Input: Begin

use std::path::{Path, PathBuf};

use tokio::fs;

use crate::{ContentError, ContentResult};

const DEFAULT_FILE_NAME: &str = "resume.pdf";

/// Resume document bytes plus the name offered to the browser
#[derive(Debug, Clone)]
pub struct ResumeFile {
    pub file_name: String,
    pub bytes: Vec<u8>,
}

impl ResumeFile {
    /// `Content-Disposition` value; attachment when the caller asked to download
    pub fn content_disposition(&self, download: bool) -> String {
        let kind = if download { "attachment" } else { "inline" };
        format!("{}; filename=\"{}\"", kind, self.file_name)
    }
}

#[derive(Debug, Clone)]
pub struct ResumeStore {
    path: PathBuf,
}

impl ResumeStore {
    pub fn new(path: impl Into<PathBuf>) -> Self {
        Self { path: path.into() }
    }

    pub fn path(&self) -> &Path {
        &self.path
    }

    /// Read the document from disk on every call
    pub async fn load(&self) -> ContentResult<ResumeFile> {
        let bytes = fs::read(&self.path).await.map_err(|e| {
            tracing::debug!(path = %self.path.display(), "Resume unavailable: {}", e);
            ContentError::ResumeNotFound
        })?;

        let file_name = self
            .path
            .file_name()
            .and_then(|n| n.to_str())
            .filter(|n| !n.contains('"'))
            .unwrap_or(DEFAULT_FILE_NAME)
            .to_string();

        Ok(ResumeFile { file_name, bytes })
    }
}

Input: End
Input: Begin

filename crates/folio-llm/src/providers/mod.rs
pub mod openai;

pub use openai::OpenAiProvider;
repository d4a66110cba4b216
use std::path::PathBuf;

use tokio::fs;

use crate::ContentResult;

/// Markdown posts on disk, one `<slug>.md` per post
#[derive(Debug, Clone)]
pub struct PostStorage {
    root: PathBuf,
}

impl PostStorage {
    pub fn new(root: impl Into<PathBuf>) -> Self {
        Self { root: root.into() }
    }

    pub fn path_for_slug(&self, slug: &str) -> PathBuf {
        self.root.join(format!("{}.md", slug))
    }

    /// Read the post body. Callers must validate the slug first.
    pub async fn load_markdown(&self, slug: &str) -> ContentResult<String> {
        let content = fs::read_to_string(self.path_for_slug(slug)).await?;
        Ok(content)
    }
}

Input: End

Every line that holds the word "format" should be copied from the records above.

• [Reply to the exercise]
        format!("{}; filename=\"{}\"", kind, self.file_name)
        self.root.join(format!("{}.md", slug))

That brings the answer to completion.